* Directions: Determine how many of the lines below hold the word "facets". Give the number and nothing else.

* Collected data entries:
_ _ _ _ _ _ _

//! The raw schema component model
//!
//! This is the input side of the compiler: owned, tree-shaped component
//! definitions whose cross references are QNames. Built by an external
//! schema parser (or by hand, through the builder methods) and consumed
//! read-only by [`crate::compiler::compile`].

pub mod attributes;
pub mod builtins;
pub mod complex_types;
pub mod elements;
pub mod facets;
pub mod groups;
pub mod particles;
pub mod schema;
pub mod simple_types;
pub mod wildcards;

pub use attributes::{AttributeDecl, AttributeGroupDef, AttributeRef, AttributeUseDecl, AttributeUseMode};
pub use builtins::{BuiltinType, IntegerKind, Primitive, StringKind};
pub use complex_types::{ComplexContent, ComplexTypeDef, DerivationMethod, DerivationSet};
pub use elements::{ElementDecl, Form, IdentityConstraint, IdentityConstraintKind, ValueConstraint};
pub use facets::{Facet, FacetKind, WhiteSpace};
pub use groups::{ElementUse, ModelGroup, ModelGroupDef, ModelType, Particle, Term};
pub use particles::{MaxOccurs, Occurs};
pub use schema::{ParticleCap, TypeDefinition, XsdSchema};
pub use simple_types::{SimpleDerivation, SimpleTypeDef, TypeRef, Variety};
pub use wildcards::{NamespaceConstraint, NamespaceName, ProcessContents, Wildcard};
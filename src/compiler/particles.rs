//! Particle flattening
//!
//! Turns the borrowed particle tree of a complex type into a
//! [`FlatParticle`] tree: group references expanded, `maxOccurs=0`
//! particles dropped, restriction caps and occurrence limits applied,
//! and trivial single-child groups collapsed.

use std::collections::BTreeMap;

use tracing::trace;

use super::registry::{Registry, TypeSlot};
use super::resolver::SchemaIndex;
use crate::compiled::{ElemId, TypeId, ANY_TYPE};
use crate::components::{
    ComplexContent, DerivationMethod, ModelType, Occurs, Particle, Term, Wildcard,
};
use crate::error::{CompileError, CompileErrorKind};
use crate::limits::Limits;
use crate::namespaces::QName;

type Result<T> = std::result::Result<T, CompileError>;

#[derive(Debug, Clone, PartialEq, Eq)]
pub(crate) enum FlatTerm {
    Element {
        elem: ElemId,
        name: QName,
        /// The element heads a non-empty substitution group
        substitutable: bool,
    },
    Wildcard(Wildcard),
    Group {
        kind: ModelType,
        children: Vec<FlatParticle>,
    },
}

#[derive(Debug, Clone, PartialEq, Eq)]
pub(crate) struct FlatParticle {
    pub occurs: Occurs,
    pub term: FlatTerm,
}

impl FlatParticle {
    /// Element particles in document order
    pub fn elements(&self) -> Vec<(ElemId, &QName)> {
        let mut out = Vec::new();
        self.collect_elements(&mut out);
        out
    }

    fn collect_elements<'a>(&'a self, out: &mut Vec<(ElemId, &'a QName)>) {
        match &self.term {
            FlatTerm::Element { elem, name, .. } => out.push((*elem, name)),
            FlatTerm::Wildcard(_) => {}
            FlatTerm::Group { children, .. } => {
                for child in children {
                    child.collect_elements(out);
                }
            }
        }
    }

    pub fn is_all(&self) -> bool {
        matches!(
            self.term,
            FlatTerm::Group {
                kind: ModelType::All,
                ..
            }
        )
    }
}

/// Flattens particles for one owning type
pub(crate) struct Flattener<'a, 's> {
    registry: &'a Registry<'s>,
    index: &'a SchemaIndex<'s>,
    limits: &'a Limits,
    substitutions: &'a BTreeMap<ElemId, Vec<ElemId>>,
    owner: Option<QName>,
    stack: Vec<QName>,
}

impl<'a, 's> Flattener<'a, 's> {
    pub fn new(
        registry: &'a Registry<'s>,
        index: &'a SchemaIndex<'s>,
        limits: &'a Limits,
        substitutions: &'a BTreeMap<ElemId, Vec<ElemId>>,
    ) -> Self {
        Self {
            registry,
            index,
            limits,
            substitutions,
            owner: None,
            stack: Vec::new(),
        }
    }

    /// Effective content particle of a complex type
    ///
    /// Extension content is `sequence(base, local)`; restriction content is
    /// the local particle alone.
    pub fn content_of(&mut self, id: TypeId) -> Result<Option<FlatParticle>> {
        let mut chain = Vec::new();
        let mut current = id;
        // walk extension steps down to the first non-extension ancestor
        loop {
            chain.push(current);
            let TypeSlot::Complex(def) = self.registry.type_info(current).slot else {
                break;
            };
            match &def.content {
                ComplexContent::ComplexContent {
                    derivation: DerivationMethod::Extension,
                    ..
                } => match self.registry.base_of(current) {
                    Some((base, _)) if base != ANY_TYPE && !chain.contains(&base) => current = base,
                    _ => break,
                },
                _ => break,
            }
        }

        let mut content: Option<FlatParticle> = None;
        for ty in chain.into_iter().rev() {
            let local = self.local_particle(ty)?;
            content = match (content, local) {
                (None, local) => local,
                (base, None) => base,
                (Some(base), Some(local)) => {
                    if base.is_all() || local.is_all() {
                        return Err(CompileError::new(
                            CompileErrorKind::StructureViolation,
                            format!(
                                "{} extends content with an all group",
                                self.registry.type_info(id).display_name()
                            ),
                        ));
                    }
                    Some(FlatParticle {
                        occurs: Occurs::once(),
                        term: FlatTerm::Group {
                            kind: ModelType::Sequence,
                            children: vec![base, local],
                        },
                    })
                }
            };
        }
        Ok(content)
    }

    fn local_particle(&mut self, id: TypeId) -> Result<Option<FlatParticle>> {
        let TypeSlot::Complex(def) = self.registry.type_info(id).slot else {
            return Ok(None);
        };
        self.owner = self.registry.type_info(id).name.clone();
        let particle = match &def.content {
            ComplexContent::ElementOnly(particle) => Some(particle),
            ComplexContent::ComplexContent { particle, .. } => particle.as_ref(),
            ComplexContent::Empty | ComplexContent::SimpleContent { .. } => None,
        };
        match particle {
            Some(particle) => self.flatten(particle),
            None => Ok(None),
        }
    }

    fn occurs(&self, particle: &Particle) -> Occurs {
        let mut occurs = particle.occurs;
        if let (Some(owner), Term::Element(use_)) = (&self.owner, &particle.term) {
            let cap = self
                .registry
                .element_of_use(use_)
                .map(|elem| &self.registry.elements[elem.index()].name)
                .and_then(|name| self.index.caps.get(&(owner.clone(), name.clone())));
            if let Some(cap) = cap {
                occurs.max = occurs.max.min(*cap);
                if let Some(max) = occurs.max.bound() {
                    occurs.min = occurs.min.min(max);
                }
            }
        }
        Occurs::new(
            self.limits.cap_min_occurs(occurs.min),
            self.limits.cap_max_occurs(occurs.max),
        )
    }

    /// Flatten one particle; `None` when it contributes nothing
    pub fn flatten(&mut self, particle: &Particle) -> Result<Option<FlatParticle>> {
        let occurs = self.occurs(particle);
        if occurs.is_empty() {
            return Ok(None);
        }
        let term = match &particle.term {
            Term::Element(use_) => {
                let elem = self.registry.element_of_use(use_).ok_or_else(|| {
                    CompileError::new(
                        CompileErrorKind::UnresolvedReference,
                        "element particle does not resolve to a declaration",
                    )
                })?;
                FlatTerm::Element {
                    elem,
                    name: self.registry.elements[elem.index()].name.clone(),
                    substitutable: self
                        .substitutions
                        .get(&elem)
                        .map_or(false, |members| !members.is_empty()),
                }
            }
            Term::Wildcard(wildcard) => FlatTerm::Wildcard(wildcard.clone()),
            Term::Group(group) => {
                let children = self.flatten_all(&group.particles)?;
                FlatTerm::Group {
                    kind: group.kind,
                    children,
                }
            }
            Term::GroupRef(name) => {
                if self.stack.contains(name) {
                    trace!(group = %name, "circular group reference skipped");
                    return Ok(None);
                }
                let def = self.index.groups.get(name).copied().ok_or_else(|| {
                    CompileError::new(
                        CompileErrorKind::UnresolvedReference,
                        format!("model group {} not found", name),
                    )
                })?;
                self.stack.push(name.clone());
                let children = self.flatten_all(&def.group.particles);
                self.stack.pop();
                FlatTerm::Group {
                    kind: def.group.kind,
                    children: children?,
                }
            }
        };
        Ok(simplify(FlatParticle { occurs, term }))
    }

    fn flatten_all(&mut self, particles: &[Particle]) -> Result<Vec<FlatParticle>> {
        let mut out = Vec::with_capacity(particles.len());
        for particle in particles {
            if let Some(flat) = self.flatten(particle)? {
                out.push(flat);
            }
        }
        Ok(out)
    }
}

/// Drop empty groups and collapse single-child groups
fn simplify(particle: FlatParticle) -> Option<FlatParticle> {
    let FlatParticle { occurs, term } = particle;
    match term {
        FlatTerm::Group { children, .. } if children.is_empty() => None,
        FlatTerm::Group { kind, mut children } if kind != ModelType::All && children.len() == 1 => {
            if occurs.is_once() {
                children.pop()
            } else if children[0].occurs.is_once() {
                let mut child = children.pop()?;
                child.occurs = occurs;
                Some(child)
            } else {
                Some(FlatParticle {
                    occurs,
                    term: FlatTerm::Group { kind, children },
                })
            }
        }
        term => Some(FlatParticle { occurs, term }),
    }
}

/// Same-named elements in one content model must share a type
pub(crate) fn check_consistent_declarations(
    registry: &Registry<'_>,
    owner: TypeId,
    content: &FlatParticle,
) -> Result<()> {
    let mut seen: BTreeMap<&QName, TypeId> = BTreeMap::new();
    for (elem, name) in content.elements() {
        let ty = registry.element_type(elem);
        match seen.get(name) {
            Some(&other) if other != ty => {
                return Err(CompileError::new(
                    CompileErrorKind::StructureViolation,
                    format!(
                        "element {} appears with different types in the content of {}",
                        name,
                        registry.type_info(owner).display_name()
                    ),
                ));
            }
            Some(_) => {}
            None => {
                seen.insert(name, ty);
            }
        }
    }
    Ok(())
}

#[cfg(test)]
mod tests {
    use super::*;
    use crate::compiler::cycles::check_cycles;
    use crate::compiler::resolver::resolve;
    use crate::compiler::substitutions::substitution_groups;
    use crate::components::{
        ComplexTypeDef, ElementDecl, MaxOccurs, ModelGroupDef, TypeRef, XsdSchema,
    };

    fn flatten_type(schema: &XsdSchema, ty: &str, limits: &Limits) -> Result<Option<FlatParticle>> {
        let index = resolve(schema)?;
        let mut registry = Registry::build(&index);
        check_cycles(&index, &registry)?;
        registry.assign_element_types();
        let groups = substitution_groups(&registry)?;
        let id = registry.global_types[&QName::local(ty)];
        let mut flattener = Flattener::new(&registry, &index, limits, &groups);
        let content = flattener.content_of(id)?;
        if let Some(content) = &content {
            check_consistent_declarations(&registry, id, content)?;
        }
        Ok(content)
    }

    fn names(particle: &FlatParticle) -> Vec<String> {
        particle.elements().iter().map(|(_, n)| n.to_string()).collect()
    }

    #[test]
    fn test_group_refs_expand_and_zero_max_drops() {
        let mut schema = XsdSchema::new(None);
        schema
            .add_group(ModelGroupDef::new(
                "g",
                ModelType::Sequence,
                vec![
                    Particle::element(ElementDecl::new("x")),
                    Particle::element(ElementDecl::new("gone")).occurs(0, 0),
                ],
            ))
            .add_complex_type(ComplexTypeDef::element_only(
                Some("T"),
                Particle::sequence(vec![
                    Particle::element(ElementDecl::new("a")),
                    Particle::group_ref(QName::local("g")),
                ]),
            ));
        let flat = flatten_type(&schema, "T", &Limits::default()).unwrap().unwrap();
        assert_eq!(names(&flat), vec!["a", "x"]);
    }

    #[test]
    fn test_extension_appends_local_content() {
        let mut schema = XsdSchema::new(None);
        schema
            .add_complex_type(ComplexTypeDef::element_only(
                Some("B"),
                Particle::sequence(vec![
                    Particle::element(ElementDecl::new("a")),
                    Particle::element(ElementDecl::new("b")),
                ]),
            ))
            .add_complex_type(ComplexTypeDef::derived(
                Some("D"),
                TypeRef::named(QName::local("B")),
                DerivationMethod::Extension,
                Some(Particle::sequence(vec![Particle::element(ElementDecl::new("c"))])),
            ));
        let flat = flatten_type(&schema, "D", &Limits::default()).unwrap().unwrap();
        assert_eq!(names(&flat), vec!["a", "b", "c"]);
    }

    #[test]
    fn test_caps_and_limits() {
        let mut schema = XsdSchema::new(None);
        schema
            .add_complex_type(ComplexTypeDef::element_only(
                Some("T"),
                Particle::sequence(vec![
                    Particle::element(ElementDecl::new("a")).occurs(1, 10),
                    Particle::element(ElementDecl::new("b")).occurs(0, 50_000),
                ]),
            ))
            .add_particle_cap(QName::local("T"), QName::local("a"), MaxOccurs::Bounded(3));
        let flat = flatten_type(&schema, "T", &Limits::default()).unwrap().unwrap();
        let FlatTerm::Group { children, .. } = &flat.term else {
            panic!("expected a group");
        };
        assert_eq!(children[0].occurs, Occurs::range(1, 3));
        assert_eq!(children[1].occurs.max, MaxOccurs::Unbounded);
    }

    #[test]
    fn test_single_child_groups_collapse() {
        let mut schema = XsdSchema::new(None);
        schema.add_complex_type(ComplexTypeDef::element_only(
            Some("T"),
            Particle::sequence(vec![Particle::choice(vec![Particle::element(ElementDecl::new("a"))])])
                .occurs(2, 4),
        ));
        let flat = flatten_type(&schema, "T", &Limits::default()).unwrap().unwrap();
        assert!(matches!(flat.term, FlatTerm::Element { .. }));
        assert_eq!(flat.occurs, Occurs::range(2, 4));
    }

    #[test]
    fn test_inconsistent_declarations() {
        let mut schema = XsdSchema::new(None);
        schema.add_complex_type(ComplexTypeDef::element_only(
            Some("T"),
            Particle::sequence(vec![
                Particle::element(ElementDecl::new("a").with_type(TypeRef::xsd("int"))),
                Particle::element(ElementDecl::new("a").with_type(TypeRef::xsd("string"))),
            ]),
        ));
        assert_eq!(
            flatten_type(&schema, "T", &Limits::default()).unwrap_err().kind,
            CompileErrorKind::StructureViolation
        );
    }
}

_ _ _ _ _ _ _

* Task output: 2